In 1909 Sergey Prokudin-Gorsky, who was already known for a color portrait he had done of Leo Tolstoy, was commissioned by Tsar Nicholas II himself to carry out a groundbreaking photographic survey, which the photographer would later refer to as his life’s work
Prokudin-Gorsky traversed the vast country, from the Caucuses to the Ural Mountains and Siberia in a specially adapted darkroom railroad car. Between 1909 and 1915 the photographer produced over 10,000 color images recording everything he saw.
To craft a color photograph, Prokudin-Gorsky used a camera of his own design, taking three black-and-white exposures through a separate filter of red, green or blue. By combining the filtered exposures Prokudin-Gorsky would get a photograph with a full chromatic spectrum.
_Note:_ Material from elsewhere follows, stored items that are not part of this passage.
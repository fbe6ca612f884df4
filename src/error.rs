//! Error handling primitives for the capability layer and the LS7366R driver.

/// Result alias used by the capability wrappers.
pub type Result<T, E> = core::result::Result<T, Error<E>>;

/// Result alias used by the LS7366R driver.
pub type DriverResult<T, BusE, PinE> = core::result::Result<T, DriverError<BusE, PinE>>;

/// Error variants produced by the capability wrappers.
#[derive(Debug, Clone, Copy, PartialEq, Eq)]
#[cfg_attr(feature = "defmt", derive(defmt::Format))]
pub enum Error<E> {
    /// Any error reported by the underlying transport.
    Interface(E),
    /// The listener table of an interrupt line is full.
    ListenerCapacity,
    /// The listener token does not belong to a registered listener.
    UnknownListener,
    /// The payload does not fit into the fixed scratch buffer.
    BufferTooSmall,
}

impl<E> From<E> for Error<E> {
    fn from(err: E) -> Self {
        Self::Interface(err)
    }
}

/// Error variants produced by the LS7366R driver.
#[derive(Debug, Clone, Copy, PartialEq, Eq)]
#[cfg_attr(feature = "defmt", derive(defmt::Format))]
pub enum DriverError<BusE, PinE> {
    /// The synchronous bus transfer failed.
    Bus(BusE),
    /// Driving the count-enable line failed.
    Enable(PinE),
    /// The driver already handed its bus and enable line back.
    Released,
}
After the Communist Revolution, the visionary photographer and his family had to leave Russia in 1918. Upon his departure about half of his negatives were appropriated by the Russian authorities. In 1922 Prokudin-Gorsky and his family took up residence in Paris.
In 1948, Prokudin-Gorsky’s remaining negatives and albums were sold by the photographer’s heirs to the Library of Congress. In 2001, the Library mounted an exhibition, The Empire That Was Russia: The Prokudin-Gorskii Photographic Record Recreated, and has been offering the high-resolution images of the negatives freely online ever since.